++++ Provided records

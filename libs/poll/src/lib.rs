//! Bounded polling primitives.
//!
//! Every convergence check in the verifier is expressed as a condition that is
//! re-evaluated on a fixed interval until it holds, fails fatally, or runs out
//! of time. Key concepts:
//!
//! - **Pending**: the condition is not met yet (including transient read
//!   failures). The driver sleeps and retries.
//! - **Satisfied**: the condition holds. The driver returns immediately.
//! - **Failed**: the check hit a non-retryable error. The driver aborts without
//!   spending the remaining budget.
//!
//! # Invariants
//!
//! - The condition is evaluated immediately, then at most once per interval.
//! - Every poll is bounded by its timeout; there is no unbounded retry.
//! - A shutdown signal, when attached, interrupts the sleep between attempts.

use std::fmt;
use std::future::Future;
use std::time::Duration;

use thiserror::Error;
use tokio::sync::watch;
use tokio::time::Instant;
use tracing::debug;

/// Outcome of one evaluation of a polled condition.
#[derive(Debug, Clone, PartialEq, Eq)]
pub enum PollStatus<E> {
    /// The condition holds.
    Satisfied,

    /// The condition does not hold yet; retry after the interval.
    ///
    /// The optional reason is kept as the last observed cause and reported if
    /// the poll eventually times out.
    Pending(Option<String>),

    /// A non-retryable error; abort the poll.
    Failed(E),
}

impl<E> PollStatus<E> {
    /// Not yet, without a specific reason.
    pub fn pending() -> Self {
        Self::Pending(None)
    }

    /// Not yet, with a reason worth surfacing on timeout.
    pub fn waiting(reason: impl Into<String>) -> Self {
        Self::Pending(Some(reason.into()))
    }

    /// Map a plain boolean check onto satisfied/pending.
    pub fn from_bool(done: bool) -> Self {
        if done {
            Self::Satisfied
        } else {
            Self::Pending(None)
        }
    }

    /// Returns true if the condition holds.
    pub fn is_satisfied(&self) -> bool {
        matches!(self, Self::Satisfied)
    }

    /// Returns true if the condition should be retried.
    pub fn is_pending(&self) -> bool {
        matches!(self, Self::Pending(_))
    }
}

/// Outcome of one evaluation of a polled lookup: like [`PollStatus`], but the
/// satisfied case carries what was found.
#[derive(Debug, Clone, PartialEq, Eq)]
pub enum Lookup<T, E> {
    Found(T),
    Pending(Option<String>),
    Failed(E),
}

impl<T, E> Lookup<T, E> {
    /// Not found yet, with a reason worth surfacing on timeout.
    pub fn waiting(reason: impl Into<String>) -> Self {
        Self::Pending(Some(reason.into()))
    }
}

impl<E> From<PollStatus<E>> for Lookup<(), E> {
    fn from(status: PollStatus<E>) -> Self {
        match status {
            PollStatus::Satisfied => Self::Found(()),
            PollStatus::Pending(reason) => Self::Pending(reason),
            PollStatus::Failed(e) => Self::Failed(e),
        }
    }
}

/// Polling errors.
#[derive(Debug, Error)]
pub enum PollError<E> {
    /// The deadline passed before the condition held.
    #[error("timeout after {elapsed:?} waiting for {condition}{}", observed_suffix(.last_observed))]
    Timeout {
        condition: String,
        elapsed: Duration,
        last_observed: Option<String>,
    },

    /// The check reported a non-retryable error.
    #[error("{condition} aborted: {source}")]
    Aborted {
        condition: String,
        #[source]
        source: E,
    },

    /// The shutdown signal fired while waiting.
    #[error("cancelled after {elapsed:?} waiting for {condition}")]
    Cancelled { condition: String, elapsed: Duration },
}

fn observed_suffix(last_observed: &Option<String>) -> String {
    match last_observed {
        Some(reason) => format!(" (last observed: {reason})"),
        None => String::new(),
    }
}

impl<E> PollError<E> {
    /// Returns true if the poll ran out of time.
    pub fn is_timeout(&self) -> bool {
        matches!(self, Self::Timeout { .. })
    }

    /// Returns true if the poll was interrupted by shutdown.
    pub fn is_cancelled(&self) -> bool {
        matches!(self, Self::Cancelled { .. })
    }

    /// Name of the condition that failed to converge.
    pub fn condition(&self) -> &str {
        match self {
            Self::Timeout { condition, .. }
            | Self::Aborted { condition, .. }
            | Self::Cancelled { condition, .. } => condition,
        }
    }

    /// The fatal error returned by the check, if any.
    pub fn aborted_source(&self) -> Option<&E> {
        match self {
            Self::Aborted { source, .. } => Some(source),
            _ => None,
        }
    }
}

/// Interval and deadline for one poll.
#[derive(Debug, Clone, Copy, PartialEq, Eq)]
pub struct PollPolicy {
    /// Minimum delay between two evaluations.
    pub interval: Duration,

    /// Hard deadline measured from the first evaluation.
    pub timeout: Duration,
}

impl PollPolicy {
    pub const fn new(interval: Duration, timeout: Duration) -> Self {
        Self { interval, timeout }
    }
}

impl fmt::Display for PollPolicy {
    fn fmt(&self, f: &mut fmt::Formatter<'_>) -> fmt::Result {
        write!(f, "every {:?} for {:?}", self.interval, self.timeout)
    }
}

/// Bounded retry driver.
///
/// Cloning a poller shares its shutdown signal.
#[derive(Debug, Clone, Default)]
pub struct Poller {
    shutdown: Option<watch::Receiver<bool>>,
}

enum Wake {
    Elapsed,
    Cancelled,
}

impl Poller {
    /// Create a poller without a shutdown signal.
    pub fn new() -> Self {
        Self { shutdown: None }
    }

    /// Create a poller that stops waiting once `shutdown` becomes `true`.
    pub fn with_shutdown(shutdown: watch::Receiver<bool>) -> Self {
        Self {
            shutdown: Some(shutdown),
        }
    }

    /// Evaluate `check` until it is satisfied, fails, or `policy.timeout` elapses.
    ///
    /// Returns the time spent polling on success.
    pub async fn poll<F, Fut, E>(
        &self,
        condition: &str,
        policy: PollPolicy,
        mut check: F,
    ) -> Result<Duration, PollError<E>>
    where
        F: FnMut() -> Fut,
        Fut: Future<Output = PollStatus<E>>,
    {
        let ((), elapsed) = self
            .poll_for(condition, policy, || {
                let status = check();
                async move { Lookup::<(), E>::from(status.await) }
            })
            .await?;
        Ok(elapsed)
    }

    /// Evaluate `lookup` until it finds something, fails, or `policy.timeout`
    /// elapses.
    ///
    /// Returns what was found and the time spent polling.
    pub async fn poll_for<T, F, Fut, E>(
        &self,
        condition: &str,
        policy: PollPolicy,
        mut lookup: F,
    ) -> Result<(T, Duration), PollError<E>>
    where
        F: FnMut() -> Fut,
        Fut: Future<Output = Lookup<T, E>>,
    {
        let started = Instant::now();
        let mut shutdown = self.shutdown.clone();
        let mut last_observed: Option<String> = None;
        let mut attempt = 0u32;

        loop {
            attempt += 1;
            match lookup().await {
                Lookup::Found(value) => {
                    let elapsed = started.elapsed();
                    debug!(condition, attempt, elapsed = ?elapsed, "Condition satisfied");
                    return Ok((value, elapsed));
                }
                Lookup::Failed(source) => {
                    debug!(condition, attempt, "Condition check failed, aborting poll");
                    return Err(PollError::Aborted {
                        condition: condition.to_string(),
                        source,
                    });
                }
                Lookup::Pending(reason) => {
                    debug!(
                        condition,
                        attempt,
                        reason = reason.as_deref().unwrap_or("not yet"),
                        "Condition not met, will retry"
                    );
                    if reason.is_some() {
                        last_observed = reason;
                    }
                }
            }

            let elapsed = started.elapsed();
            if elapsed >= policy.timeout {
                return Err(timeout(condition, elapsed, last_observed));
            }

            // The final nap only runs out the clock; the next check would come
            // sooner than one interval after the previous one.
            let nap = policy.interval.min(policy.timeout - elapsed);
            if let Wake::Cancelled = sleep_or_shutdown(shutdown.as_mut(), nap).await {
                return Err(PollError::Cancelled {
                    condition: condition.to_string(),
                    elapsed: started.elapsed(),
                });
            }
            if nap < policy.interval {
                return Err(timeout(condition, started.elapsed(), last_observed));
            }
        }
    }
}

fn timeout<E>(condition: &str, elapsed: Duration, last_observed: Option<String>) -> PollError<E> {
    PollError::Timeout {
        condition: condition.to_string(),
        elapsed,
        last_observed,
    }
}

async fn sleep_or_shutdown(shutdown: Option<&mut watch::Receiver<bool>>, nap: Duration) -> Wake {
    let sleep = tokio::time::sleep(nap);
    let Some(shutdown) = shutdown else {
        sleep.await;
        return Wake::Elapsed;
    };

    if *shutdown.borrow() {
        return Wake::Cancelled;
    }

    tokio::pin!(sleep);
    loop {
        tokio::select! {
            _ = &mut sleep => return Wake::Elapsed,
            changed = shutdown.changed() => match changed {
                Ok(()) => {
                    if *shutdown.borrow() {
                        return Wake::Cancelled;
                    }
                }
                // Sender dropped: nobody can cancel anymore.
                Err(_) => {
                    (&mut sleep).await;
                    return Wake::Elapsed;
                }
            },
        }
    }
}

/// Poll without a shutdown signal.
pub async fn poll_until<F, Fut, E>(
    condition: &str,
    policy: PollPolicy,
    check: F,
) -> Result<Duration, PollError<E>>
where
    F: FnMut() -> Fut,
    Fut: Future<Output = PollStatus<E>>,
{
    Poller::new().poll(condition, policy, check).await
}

++++++++
++++ Provided records

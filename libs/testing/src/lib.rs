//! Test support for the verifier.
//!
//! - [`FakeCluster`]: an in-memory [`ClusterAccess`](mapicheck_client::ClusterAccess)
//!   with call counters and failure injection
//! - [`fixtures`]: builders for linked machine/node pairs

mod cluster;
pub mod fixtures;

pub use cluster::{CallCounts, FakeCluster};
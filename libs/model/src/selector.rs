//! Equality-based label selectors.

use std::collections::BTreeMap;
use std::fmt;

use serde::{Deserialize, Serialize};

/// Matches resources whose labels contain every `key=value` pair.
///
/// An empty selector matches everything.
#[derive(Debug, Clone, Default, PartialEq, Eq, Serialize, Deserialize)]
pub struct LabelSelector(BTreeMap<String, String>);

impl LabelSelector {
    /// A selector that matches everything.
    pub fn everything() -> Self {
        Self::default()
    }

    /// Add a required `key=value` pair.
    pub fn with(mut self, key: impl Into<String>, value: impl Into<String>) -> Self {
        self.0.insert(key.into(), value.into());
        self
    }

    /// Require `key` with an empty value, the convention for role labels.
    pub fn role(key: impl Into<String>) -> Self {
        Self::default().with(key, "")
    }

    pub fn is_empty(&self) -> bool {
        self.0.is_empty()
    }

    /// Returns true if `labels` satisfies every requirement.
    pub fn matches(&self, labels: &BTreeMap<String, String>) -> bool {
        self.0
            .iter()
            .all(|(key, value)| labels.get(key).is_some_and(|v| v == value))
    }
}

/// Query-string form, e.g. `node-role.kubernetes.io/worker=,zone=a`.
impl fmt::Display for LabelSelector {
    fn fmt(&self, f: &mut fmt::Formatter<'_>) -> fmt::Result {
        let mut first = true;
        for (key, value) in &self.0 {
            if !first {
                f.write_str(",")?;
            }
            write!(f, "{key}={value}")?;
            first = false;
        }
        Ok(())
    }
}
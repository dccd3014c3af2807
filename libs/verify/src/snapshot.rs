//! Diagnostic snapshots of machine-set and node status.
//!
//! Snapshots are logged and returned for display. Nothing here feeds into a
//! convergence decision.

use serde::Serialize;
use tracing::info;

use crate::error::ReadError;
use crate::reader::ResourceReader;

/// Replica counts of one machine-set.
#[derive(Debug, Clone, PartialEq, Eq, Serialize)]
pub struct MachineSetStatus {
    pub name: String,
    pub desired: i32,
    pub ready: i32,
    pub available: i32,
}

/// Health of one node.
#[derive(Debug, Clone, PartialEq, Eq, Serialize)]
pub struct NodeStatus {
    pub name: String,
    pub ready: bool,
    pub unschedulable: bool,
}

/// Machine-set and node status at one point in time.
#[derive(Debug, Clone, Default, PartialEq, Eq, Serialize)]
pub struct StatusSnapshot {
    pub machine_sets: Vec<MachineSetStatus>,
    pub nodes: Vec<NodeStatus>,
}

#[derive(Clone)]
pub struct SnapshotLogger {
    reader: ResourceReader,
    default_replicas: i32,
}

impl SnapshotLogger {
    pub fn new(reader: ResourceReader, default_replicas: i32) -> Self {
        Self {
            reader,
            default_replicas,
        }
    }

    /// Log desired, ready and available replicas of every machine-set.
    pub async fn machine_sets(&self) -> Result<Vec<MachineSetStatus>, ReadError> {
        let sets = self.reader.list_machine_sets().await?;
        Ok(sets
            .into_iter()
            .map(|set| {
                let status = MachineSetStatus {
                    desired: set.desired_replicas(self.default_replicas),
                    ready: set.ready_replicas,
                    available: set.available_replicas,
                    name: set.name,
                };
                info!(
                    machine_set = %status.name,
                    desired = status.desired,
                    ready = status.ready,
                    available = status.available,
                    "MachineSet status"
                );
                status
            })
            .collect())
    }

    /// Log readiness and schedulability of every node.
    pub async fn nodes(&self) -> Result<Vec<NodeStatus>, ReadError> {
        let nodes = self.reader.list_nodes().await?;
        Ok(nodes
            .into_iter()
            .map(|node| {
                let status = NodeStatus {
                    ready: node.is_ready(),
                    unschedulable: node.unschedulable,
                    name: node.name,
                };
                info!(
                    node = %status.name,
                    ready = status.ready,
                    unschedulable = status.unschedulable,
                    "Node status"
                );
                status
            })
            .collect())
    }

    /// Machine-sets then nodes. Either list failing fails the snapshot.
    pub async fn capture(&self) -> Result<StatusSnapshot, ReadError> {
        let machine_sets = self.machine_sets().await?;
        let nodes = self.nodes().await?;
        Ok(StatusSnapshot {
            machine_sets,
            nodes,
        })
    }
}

++++++++
++++ Provided records

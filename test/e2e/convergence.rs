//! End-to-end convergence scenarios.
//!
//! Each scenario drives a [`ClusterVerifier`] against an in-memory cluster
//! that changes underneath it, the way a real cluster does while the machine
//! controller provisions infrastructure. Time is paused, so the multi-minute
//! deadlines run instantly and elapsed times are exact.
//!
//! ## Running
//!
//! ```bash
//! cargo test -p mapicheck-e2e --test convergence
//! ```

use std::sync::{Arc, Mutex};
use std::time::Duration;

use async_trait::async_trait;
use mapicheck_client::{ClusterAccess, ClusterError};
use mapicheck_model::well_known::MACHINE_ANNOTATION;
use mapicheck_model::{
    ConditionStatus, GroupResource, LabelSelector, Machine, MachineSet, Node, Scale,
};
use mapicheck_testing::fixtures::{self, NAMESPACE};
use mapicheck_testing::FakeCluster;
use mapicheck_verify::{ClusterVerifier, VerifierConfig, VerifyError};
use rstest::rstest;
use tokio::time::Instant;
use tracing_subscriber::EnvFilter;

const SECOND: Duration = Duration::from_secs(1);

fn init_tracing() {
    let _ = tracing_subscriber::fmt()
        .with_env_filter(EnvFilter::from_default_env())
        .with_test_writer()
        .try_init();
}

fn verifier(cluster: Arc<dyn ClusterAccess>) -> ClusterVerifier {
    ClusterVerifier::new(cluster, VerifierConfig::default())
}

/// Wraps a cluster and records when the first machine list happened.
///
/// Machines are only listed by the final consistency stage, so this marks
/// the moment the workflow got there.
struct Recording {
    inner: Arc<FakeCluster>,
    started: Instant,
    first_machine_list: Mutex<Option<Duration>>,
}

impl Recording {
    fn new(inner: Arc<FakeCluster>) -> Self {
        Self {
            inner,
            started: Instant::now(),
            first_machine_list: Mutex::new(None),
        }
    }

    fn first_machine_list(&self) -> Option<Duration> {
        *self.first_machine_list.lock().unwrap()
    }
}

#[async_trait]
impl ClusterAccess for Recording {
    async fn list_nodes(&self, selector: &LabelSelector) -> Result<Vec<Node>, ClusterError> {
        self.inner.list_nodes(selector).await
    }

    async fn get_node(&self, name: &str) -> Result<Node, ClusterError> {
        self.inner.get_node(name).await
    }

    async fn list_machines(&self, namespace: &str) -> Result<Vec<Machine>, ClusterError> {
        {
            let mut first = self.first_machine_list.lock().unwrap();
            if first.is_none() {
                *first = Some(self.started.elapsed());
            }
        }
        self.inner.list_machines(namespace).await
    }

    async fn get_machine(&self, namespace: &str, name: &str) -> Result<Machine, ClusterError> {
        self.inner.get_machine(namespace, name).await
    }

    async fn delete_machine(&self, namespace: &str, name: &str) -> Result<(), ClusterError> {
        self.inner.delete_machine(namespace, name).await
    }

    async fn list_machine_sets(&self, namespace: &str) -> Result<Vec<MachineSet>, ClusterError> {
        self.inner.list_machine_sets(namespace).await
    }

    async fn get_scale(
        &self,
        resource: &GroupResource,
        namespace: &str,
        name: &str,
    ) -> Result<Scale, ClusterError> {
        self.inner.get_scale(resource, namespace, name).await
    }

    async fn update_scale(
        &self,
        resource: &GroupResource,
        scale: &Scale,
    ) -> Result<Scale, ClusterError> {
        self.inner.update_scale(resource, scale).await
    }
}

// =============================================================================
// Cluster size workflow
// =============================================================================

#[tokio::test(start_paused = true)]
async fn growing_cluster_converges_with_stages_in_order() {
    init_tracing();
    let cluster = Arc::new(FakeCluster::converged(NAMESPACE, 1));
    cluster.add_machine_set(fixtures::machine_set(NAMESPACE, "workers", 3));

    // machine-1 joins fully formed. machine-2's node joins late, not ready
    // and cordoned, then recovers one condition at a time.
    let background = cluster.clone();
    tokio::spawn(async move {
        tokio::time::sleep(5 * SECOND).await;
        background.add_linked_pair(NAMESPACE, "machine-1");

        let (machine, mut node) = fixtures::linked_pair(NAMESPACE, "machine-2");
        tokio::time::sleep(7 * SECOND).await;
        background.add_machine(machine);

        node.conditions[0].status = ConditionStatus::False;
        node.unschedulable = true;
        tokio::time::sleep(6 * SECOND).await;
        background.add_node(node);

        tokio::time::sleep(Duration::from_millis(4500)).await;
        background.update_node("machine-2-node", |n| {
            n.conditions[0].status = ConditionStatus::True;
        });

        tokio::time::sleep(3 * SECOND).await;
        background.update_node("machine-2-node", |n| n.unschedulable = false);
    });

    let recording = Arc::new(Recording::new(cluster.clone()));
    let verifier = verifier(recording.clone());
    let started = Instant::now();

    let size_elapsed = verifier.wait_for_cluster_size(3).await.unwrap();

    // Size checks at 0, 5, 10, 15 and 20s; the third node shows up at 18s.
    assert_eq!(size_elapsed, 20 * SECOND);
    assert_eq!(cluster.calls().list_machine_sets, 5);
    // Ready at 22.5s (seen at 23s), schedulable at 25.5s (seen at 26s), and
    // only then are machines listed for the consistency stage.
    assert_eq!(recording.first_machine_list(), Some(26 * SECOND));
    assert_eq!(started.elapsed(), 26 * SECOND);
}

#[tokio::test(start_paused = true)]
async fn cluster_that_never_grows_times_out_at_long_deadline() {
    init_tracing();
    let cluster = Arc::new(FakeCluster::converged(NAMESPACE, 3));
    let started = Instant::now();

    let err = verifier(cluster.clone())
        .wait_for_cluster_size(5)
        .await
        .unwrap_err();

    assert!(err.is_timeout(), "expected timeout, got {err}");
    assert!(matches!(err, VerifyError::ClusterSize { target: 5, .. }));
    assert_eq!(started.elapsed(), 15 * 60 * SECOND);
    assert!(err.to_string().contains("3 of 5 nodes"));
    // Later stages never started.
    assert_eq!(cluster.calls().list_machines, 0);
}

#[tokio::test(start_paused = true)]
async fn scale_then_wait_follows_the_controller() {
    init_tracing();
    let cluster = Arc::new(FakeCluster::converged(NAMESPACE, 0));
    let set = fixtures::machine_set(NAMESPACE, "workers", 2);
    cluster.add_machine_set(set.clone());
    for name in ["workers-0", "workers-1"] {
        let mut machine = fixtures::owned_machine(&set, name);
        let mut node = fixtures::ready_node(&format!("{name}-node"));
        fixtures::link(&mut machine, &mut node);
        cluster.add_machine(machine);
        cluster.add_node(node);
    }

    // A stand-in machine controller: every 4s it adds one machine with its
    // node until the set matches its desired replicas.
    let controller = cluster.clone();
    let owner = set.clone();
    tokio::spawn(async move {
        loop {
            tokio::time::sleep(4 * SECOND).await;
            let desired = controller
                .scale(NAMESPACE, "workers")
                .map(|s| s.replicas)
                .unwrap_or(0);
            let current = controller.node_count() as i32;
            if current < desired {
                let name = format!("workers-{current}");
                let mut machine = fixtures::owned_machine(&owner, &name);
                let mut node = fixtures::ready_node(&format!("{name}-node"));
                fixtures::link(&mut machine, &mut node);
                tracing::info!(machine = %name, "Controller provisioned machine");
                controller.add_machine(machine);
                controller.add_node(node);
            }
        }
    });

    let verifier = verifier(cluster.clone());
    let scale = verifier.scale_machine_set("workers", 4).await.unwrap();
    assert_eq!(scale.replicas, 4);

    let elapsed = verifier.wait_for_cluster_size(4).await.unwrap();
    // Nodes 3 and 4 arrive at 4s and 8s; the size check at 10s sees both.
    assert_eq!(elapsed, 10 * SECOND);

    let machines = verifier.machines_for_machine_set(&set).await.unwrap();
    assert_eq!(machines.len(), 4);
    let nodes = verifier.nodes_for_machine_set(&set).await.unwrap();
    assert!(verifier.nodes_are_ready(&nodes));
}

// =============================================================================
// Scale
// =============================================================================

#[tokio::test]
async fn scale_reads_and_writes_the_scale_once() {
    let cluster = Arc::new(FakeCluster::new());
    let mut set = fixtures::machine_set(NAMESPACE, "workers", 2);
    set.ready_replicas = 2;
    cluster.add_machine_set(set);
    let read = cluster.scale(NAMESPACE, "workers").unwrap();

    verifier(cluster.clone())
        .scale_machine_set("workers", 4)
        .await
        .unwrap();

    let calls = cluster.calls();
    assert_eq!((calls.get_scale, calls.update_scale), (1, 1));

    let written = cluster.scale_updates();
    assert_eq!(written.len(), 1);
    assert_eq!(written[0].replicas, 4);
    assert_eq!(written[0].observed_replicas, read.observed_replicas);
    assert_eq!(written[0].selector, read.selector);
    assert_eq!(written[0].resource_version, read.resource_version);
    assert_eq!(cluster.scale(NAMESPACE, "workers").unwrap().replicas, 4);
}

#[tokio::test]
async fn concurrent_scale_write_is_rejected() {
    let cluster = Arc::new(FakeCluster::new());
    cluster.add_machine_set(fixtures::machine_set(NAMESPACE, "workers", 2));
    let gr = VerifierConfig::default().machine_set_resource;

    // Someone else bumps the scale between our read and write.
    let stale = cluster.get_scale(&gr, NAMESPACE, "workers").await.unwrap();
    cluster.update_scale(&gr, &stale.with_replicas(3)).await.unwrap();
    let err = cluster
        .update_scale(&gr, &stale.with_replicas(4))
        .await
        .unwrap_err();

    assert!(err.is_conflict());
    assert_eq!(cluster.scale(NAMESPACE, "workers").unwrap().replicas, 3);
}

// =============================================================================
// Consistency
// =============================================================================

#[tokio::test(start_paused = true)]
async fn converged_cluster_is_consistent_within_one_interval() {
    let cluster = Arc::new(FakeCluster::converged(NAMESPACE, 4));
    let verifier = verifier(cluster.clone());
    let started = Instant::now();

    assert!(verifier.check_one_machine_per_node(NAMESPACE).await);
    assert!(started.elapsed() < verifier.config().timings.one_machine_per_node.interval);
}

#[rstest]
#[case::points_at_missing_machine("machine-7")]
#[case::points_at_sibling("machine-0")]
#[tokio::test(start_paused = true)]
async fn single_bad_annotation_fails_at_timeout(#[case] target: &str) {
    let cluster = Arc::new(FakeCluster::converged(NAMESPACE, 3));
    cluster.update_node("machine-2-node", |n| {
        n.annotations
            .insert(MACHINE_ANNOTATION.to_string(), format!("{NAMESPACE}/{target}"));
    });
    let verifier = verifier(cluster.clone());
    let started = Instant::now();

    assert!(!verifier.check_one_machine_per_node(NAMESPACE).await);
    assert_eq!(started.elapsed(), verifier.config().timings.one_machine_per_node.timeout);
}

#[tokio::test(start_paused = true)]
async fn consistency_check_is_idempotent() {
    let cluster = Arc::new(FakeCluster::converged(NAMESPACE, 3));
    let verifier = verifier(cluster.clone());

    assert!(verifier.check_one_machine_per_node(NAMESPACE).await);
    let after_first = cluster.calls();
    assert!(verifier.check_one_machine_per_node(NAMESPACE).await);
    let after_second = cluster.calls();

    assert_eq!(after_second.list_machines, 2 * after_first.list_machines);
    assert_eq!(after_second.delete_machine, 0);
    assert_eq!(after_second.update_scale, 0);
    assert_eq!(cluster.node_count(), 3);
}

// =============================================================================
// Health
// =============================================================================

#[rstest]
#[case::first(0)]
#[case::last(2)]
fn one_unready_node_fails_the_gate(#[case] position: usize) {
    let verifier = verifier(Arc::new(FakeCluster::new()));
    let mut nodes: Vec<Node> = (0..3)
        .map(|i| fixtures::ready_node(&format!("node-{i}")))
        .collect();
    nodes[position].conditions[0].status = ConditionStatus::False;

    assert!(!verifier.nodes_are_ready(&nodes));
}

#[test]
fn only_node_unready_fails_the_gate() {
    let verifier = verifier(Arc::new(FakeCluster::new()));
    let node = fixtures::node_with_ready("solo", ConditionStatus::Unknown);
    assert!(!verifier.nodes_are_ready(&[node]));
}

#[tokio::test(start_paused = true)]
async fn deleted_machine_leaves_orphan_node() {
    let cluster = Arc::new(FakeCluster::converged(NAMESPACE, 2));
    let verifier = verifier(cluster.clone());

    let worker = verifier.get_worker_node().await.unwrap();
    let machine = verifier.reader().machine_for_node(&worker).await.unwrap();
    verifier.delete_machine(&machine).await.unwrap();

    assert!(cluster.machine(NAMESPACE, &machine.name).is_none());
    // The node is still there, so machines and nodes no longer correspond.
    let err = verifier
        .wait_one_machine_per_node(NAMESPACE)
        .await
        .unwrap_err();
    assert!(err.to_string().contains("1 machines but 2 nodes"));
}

++++++++

[Task details]:
Every line in the listing that holds "unschedulable" belongs in the answer.

[Task response]:
    pub unschedulable: bool,
                    unschedulable: node.unschedulable,
                    unschedulable = status.unschedulable,
        node.unschedulable = true;
        background.update_node("machine-2-node", |n| n.unschedulable = false);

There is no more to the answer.